• EXERCISE: The expected output is the data itself, duplicated in full.
EXERCISE INPUTS: Begin
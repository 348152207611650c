use serde::{Deserialize, Serialize};

/// User-configurable settings, stored inside the encrypted ledger file.
#[derive(Debug, Clone, PartialEq, Serialize, Deserialize)]
pub struct Settings {
    /// Symbol prefixed to monetary values when displayed (e.g., "₹").
    pub currency_symbol: String,

    /// Number of recent transactions shown on the dashboard.
    pub recent_transactions: usize,
}

impl Default for Settings {
    fn default() -> Self {
        Self {
            currency_symbol: "₹".to_string(),
            recent_transactions: 5,
        }
    }
}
EXERCISE INPUTS: End
• WRITTEN SOLUTION:
repository 348152207611650c
use serde::{Deserialize, Serialize};

/// User-configurable settings, stored inside the encrypted ledger file.
#[derive(Debug, Clone, PartialEq, Serialize, Deserialize)]
pub struct Settings {
    /// Symbol prefixed to monetary values when displayed (e.g., "₹").
    pub currency_symbol: String,

    /// Number of recent transactions shown on the dashboard.
    pub recent_transactions: usize,
}

impl Default for Settings {
    fn default() -> Self {
        Self {
            currency_symbol: "₹".to_string(),
            recent_transactions: 5,
        }
    }
}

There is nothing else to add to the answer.